Faz programa de governo? Existem só dois ou três diferentes, fora detalhes. Mas isso [programas] já está dado, no debate.”

“Vocês vêm perguntar [das preferências], mas é óbvio. Aí aparece na mídia, empresários isso, empresários aquilo. Mas o que isso muda [na eleição]? É óbvio que podem ter influência, de outro jeito. Dependendo de quem vai ganhar, alguém segura o investimento porque teme o futuro, dólar sobe, o dinheiro sai [do país]. Mas isso não é política. É cálculo racional.”

“O empresário responsável vai preferir alguém que preserve a estabilidade econômica, que dê um jeito no ambiente de negócios. Tem gente que olha o que pode ganhar pessoalmente com o governo, mas não são tantos. Nesse jantar do Bolsonaro tinha bolsonarista ou quem sempre está com qualquer governo, talvez até com o PSOL.”

“O empresariado votou em Bolsonaro? No final, votou mesmo contra o PT. A maioria queria o Alckmin. Mas não tem voto qualificado, o eleitorado como um todo faz a escolha. Entre as opções que sobraram, isso que você chama de elite fez a opção que parecia pragmática. Foi um erro, mas foi o que foi.”

“Há uma insatisfação geral com a incompetência generalizada, fora um ou outro, Agricultura, Infraestrutura. Decepção absoluta com o Guedes. Não o conhecia até a eleição. Quando vi aquele discurso megalomaníaco e irrealista dele, lá na posse, senti que não ia dar certo.”
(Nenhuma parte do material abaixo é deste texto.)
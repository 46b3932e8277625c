use serde::{Deserialize, Serialize};
use uuid::Uuid;

use super::role::Role;

#[derive(Debug, Clone, PartialEq, Eq, Serialize, Deserialize)]
pub struct User {
    pub id: Uuid,
    pub email: String,
    pub name: String,
    pub role: Role,
    pub department: Option<String>,
    pub avatar_url: Option<String>,
}

impl User {
    pub fn initials(&self) -> String {
        self.name
            .split_whitespace()
            .filter_map(|part| part.chars().next())
            .take(2)
            .collect::<String>()
            .to_uppercase()
    }
}
use chrono::NaiveDateTime;
use serde::Serialize;

use crate::model::{LeaveRequest, RequestStatus};

use super::search::filter_by_query;

/// Requests split into the three status tabs, each newest first.
#[derive(Debug, Clone, Default, PartialEq, Serialize)]
pub struct StatusBuckets {
    pub pending: Vec<LeaveRequest>,
    pub approved: Vec<LeaveRequest>,
    pub rejected: Vec<LeaveRequest>,
}

#[derive(Debug, Clone, Copy, Default, PartialEq, Eq, Serialize)]
pub struct StatusCounts {
    pub pending: usize,
    pub approved: usize,
    pub rejected: usize,
}

impl StatusBuckets {
    /// `now` stands in for a missing `reviewed_at` on terminal requests.
    pub fn partition(requests: &[LeaveRequest], now: NaiveDateTime) -> Self {
        let mut buckets = StatusBuckets::default();
        for request in requests {
            let bucket = match request.status {
                RequestStatus::Pending => &mut buckets.pending,
                RequestStatus::Approved => &mut buckets.approved,
                RequestStatus::Rejected => &mut buckets.rejected,
            };
            bucket.push(request.clone());
        }

        for bucket in [&mut buckets.pending, &mut buckets.approved, &mut buckets.rejected] {
            bucket.sort_by(|a, b| b.recency(now).cmp(&a.recency(now)));
        }
        buckets
    }

    /// Partition after applying the search box to every tab.
    pub fn partition_matching(
        requests: &[LeaveRequest],
        query: &str,
        now: NaiveDateTime,
    ) -> Self {
        Self::partition(&filter_by_query(requests, query), now)
    }

    pub fn tab(&self, status: RequestStatus) -> &[LeaveRequest] {
        match status {
            RequestStatus::Pending => &self.pending,
            RequestStatus::Approved => &self.approved,
            RequestStatus::Rejected => &self.rejected,
        }
    }

    pub fn counts(&self) -> StatusCounts {
        StatusCounts {
            pending: self.pending.len(),
            approved: self.approved.len(),
            rejected: self.rejected.len(),
        }
    }
}
//! Seed records for the in-process data source. Timestamps are laid out
//! relative to a caller-supplied `now` so every fixture stays "current".

use std::collections::hash_map::DefaultHasher;
use std::hash::{Hash, Hasher};

use chrono::{Days, Duration, NaiveDate, NaiveDateTime};
use once_cell::sync::Lazy;
use uuid::Uuid;

use crate::model::{
    Attendance, EmployeeAttendance, LeaveRequest, LeaveType, Project, RequestStatus, RequestType,
    Role, TaskItem, TaskPriority, User,
};

const fn fixture_id(n: u8) -> Uuid {
    Uuid::from_bytes([0, 0, 0, 0, 0, 0, 0x40, 0, 0x80, 0, 0, 0, 0, 0, 0, n])
}

pub const DEMO_EMPLOYEE_ID: Uuid = fixture_id(1);
pub const ADMIN_ID: Uuid = fixture_id(2);
pub const JOHN_ID: Uuid = fixture_id(11);
pub const JANE_ID: Uuid = fixture_id(12);
pub const MIKE_ID: Uuid = fixture_id(13);
pub const SARAH_ID: Uuid = fixture_id(14);
pub const SARAH_WILSON_ID: Uuid = fixture_id(15);
pub const PROJECT_ID: Uuid = fixture_id(31);

pub const ADMIN_EMAIL: &str = "admin@testsolz.com";
pub const ADMIN_PASSWORD: &str = "admin123";
pub const EMPLOYEE_PASSWORD: &str = "test123";
pub const COMPANY_DOMAIN: &str = "@testsolz.com";

fn user(id: Uuid, email: &str, name: &str, role: Role, department: &str) -> User {
    User {
        id,
        email: email.to_string(),
        name: name.to_string(),
        role,
        department: Some(department.to_string()),
        avatar_url: None,
    }
}

static DEMO_EMPLOYEE: Lazy<User> = Lazy::new(|| {
    user(
        DEMO_EMPLOYEE_ID,
        "mashaal@testsolz.com",
        "Mashaal Khan",
        Role::Employee,
        "Engineering",
    )
});

static ADMIN: Lazy<User> =
    Lazy::new(|| user(ADMIN_ID, ADMIN_EMAIL, "Admin User", Role::Admin, "HR"));

static ROSTER: Lazy<Vec<User>> = Lazy::new(|| {
    vec![
        user(JOHN_ID, "john@testsolz.com", "John Doe", Role::Employee, "Engineering"),
        user(JANE_ID, "jane@testsolz.com", "Jane Smith", Role::Employee, "Design"),
        user(MIKE_ID, "mike@testsolz.com", "Mike Johnson", Role::Employee, "Marketing"),
        user(SARAH_ID, "sarah@testsolz.com", "Sarah Williams", Role::Employee, "Engineering"),
    ]
});

/// Reference instant used by tests: Monday 2026-10-12, 11:00.
pub fn fixture_now() -> NaiveDateTime {
    NaiveDate::from_ymd_opt(2026, 10, 12)
        .and_then(|d| d.and_hms_opt(11, 0, 0))
        .unwrap_or_default()
}

pub fn demo_employee() -> User {
    DEMO_EMPLOYEE.clone()
}

pub fn admin() -> User {
    ADMIN.clone()
}

/// The four employees on the admin attendance board.
pub fn roster() -> Vec<User> {
    ROSTER.clone()
}

fn record(user_id: Uuid, check_in: NaiveDateTime, check_out: Option<NaiveDateTime>) -> Attendance {
    Attendance {
        id: Uuid::new_v4(),
        user_id,
        check_in_time: check_in,
        check_out_time: check_out,
        date: check_in.date(),
    }
}

/// Today's records for the roster at fixed wall-clock times: two present
/// (one of them late), one absent, one already checked out.
pub fn roster_attendance(today: NaiveDate) -> Vec<Attendance> {
    let at = |h, m| today.and_hms_opt(h, m, 0);
    [
        (JOHN_ID, at(9, 0), None),
        (JANE_ID, at(9, 20), None),
        (SARAH_ID, at(7, 30), at(10, 30)),
    ]
    .into_iter()
    .filter_map(|(user_id, check_in, check_out)| Some(record(user_id, check_in?, check_out)))
    .collect()
}

/// Roster joined with [`roster_attendance`].
pub fn employee_attendance(today: NaiveDate) -> Vec<EmployeeAttendance> {
    let records = roster_attendance(today);
    roster()
        .into_iter()
        .map(|employee| EmployeeAttendance {
            attendance: records.iter().find(|r| r.user_id == employee.id).cloned(),
            employee,
        })
        .collect()
}

#[allow(clippy::too_many_arguments)]
fn request(
    author: &User,
    request_type: RequestType,
    leave_type: Option<LeaveType>,
    start_date: NaiveDate,
    end_date: Option<NaiveDate>,
    expected_time: Option<&str>,
    reason: &str,
    created_at: NaiveDateTime,
) -> LeaveRequest {
    LeaveRequest {
        id: Uuid::new_v4(),
        user_id: author.id,
        user_name: author.name.clone(),
        user_department: author.department.clone(),
        request_type,
        leave_type,
        start_date,
        end_date,
        expected_time: expected_time.map(str::to_string),
        reason: reason.to_string(),
        status: RequestStatus::Pending,
        admin_comment: None,
        created_at,
        reviewed_at: None,
        reviewed_by: None,
    }
}

fn approved(
    mut req: LeaveRequest,
    comment: &str,
    reviewed_at: NaiveDateTime,
) -> LeaveRequest {
    req.status = RequestStatus::Approved;
    req.admin_comment = Some(comment.to_string());
    req.reviewed_at = Some(reviewed_at);
    req.reviewed_by = Some(ADMIN.name.clone());
    req
}

/// Requests from other employees awaiting or past review.
pub fn admin_requests(now: NaiveDateTime) -> Vec<LeaveRequest> {
    let today = now.date();
    let sarah = user(
        SARAH_WILSON_ID,
        "sarah.wilson@testsolz.com",
        "Sarah Wilson",
        Role::Employee,
        "Design",
    );
    let roster = &*ROSTER;

    vec![
        request(
            &sarah,
            RequestType::Leave,
            Some(LeaveType::Sick),
            today,
            Some(today + Duration::days(2)),
            None,
            "Flu",
            now,
        ),
        request(
            &roster[2],
            RequestType::LateArrival,
            None,
            today,
            None,
            Some("11:00 AM"),
            "Car trouble",
            now,
        ),
        approved(
            request(
                &roster[0],
                RequestType::Leave,
                Some(LeaveType::Vacation),
                today - Duration::days(5),
                Some(today - Duration::days(3)),
                None,
                "Beach trip",
                now - Duration::days(7),
            ),
            "Enjoy!",
            now - Duration::days(6),
        ),
    ]
}

/// The signed-in employee's own requests.
pub fn employee_requests(author: &User, now: NaiveDateTime) -> Vec<LeaveRequest> {
    let today = now.date();
    vec![
        request(
            author,
            RequestType::Leave,
            Some(LeaveType::Vacation),
            today + Duration::days(7),
            Some(today + Duration::days(9)),
            None,
            "Family vacation",
            now,
        ),
        request(
            author,
            RequestType::LateArrival,
            None,
            today,
            None,
            Some("10:30 AM"),
            "Doctor's appointment",
            now - Duration::hours(2),
        ),
        approved(
            request(
                author,
                RequestType::Leave,
                Some(LeaveType::Sick),
                today - Duration::days(5),
                Some(today - Duration::days(3)),
                None,
                "Flu",
                now - Duration::days(6),
            ),
            "Get well soon!",
            now - Duration::days(5),
        ),
    ]
}

pub fn project() -> Project {
    Project {
        id: PROJECT_ID,
        name: "Mobile App Redesign".to_string(),
        description: Some("Redesigning the company mobile application".to_string()),
        color: "#00D9D9".to_string(),
    }
}

pub fn tasks(user_id: Uuid, now: NaiveDateTime) -> Vec<TaskItem> {
    let task = |title: &str, description: Option<&str>, created_at, done: bool, priority| TaskItem {
        id: Uuid::new_v4(),
        user_id,
        project_id: PROJECT_ID,
        title: title.to_string(),
        description: description.map(str::to_string),
        is_completed: done,
        created_at,
        completed_at: done.then_some(now),
        priority,
    };

    vec![
        task("Design login screen", Some("Create mockups"), now, false, TaskPriority::High),
        task(
            "Implement API integration",
            Some("Connect to backend"),
            now - Duration::days(1),
            false,
            TaskPriority::Medium,
        ),
        task("Write unit tests", None, now - Duration::days(2), true, TaskPriority::Low),
    ]
}

fn day_seed(user_id: Uuid, date: NaiveDate) -> u64 {
    let mut hasher = DefaultHasher::new();
    user_id.hash(&mut hasher);
    date.hash(&mut hasher);
    hasher.finish()
}

/// Past attendance for `user_id`, one entry per worked day in the
/// `days_back` days before `today` (today itself excluded), newest first.
///
/// Deterministic per (user, date): roughly 2 days in 11 are skipped as
/// absences, check-in falls between 8:00 and 9:59 and check-out between
/// 17:00 and 19:59.
pub fn generated_history(user_id: Uuid, today: NaiveDate, days_back: u32) -> Vec<Attendance> {
    (1..=u64::from(days_back))
        .map_while(|offset| today.checked_sub_days(Days::new(offset)))
        .filter_map(|date| {
            let seed = day_seed(user_id, date);
            if seed % 11 > 8 {
                return None;
            }

            let in_hour = 8 + ((seed >> 8) % 2) as u32;
            let in_minute = ((seed >> 16) % 60) as u32;
            let out_hour = 17 + ((seed >> 24) % 3) as u32;
            let out_minute = ((seed >> 32) % 60) as u32;

            let check_in = date.and_hms_opt(in_hour, in_minute, 0)?;
            let check_out = date.and_hms_opt(out_hour, out_minute, 0)?;
            Some(record(user_id, check_in, Some(check_out)))
        })
        .collect()
}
“Lula é muito inteligente. Mas fala muita bobagem sobre economia e tenta agradar a qualquer plateia, empresário ou esquerda. Então, a gente não sabe o que ele vai fazer. Incerteza é ruim para o país. E o Lula envelheceu, teve a prisão, a doença. O tempo passa, e a gente não percebe que perdeu certas capacidades.”
“O que tem mais é conversa informal, para tirar a temperatura, participação em vários grupos de WhatsApp. A gente convida político para ouvir [não cita nenhum de esquerda], agora até general da reserva.”

“A maioria nos grupos de [conversa] de que faço parte pensa uma agenda institucional, também de preocupação com reforma tributária pelo lado social, com educação, com renda mínima, com o conflito político radicalizado. Mas ter uma economia de mercado funcional não vai impedir o Brasil de ser mais justo. Ao contrário.”

“Tem conversa, mas não tem pressão política nos partidos para escolher esse ou aquele. Em quase 40 anos de empresa, nunca vi. Os políticos vivem em outro mundo. É ilusão de certos empresários e de intelectual de esquerda ver influência por aí.”

“Acho que um grupo organizado e público de apoio a candidatura dificilmente vai ter. Se tiver, vira alvo. E vai parecer que o ‘capital está querendo mandar’ no Brasil.”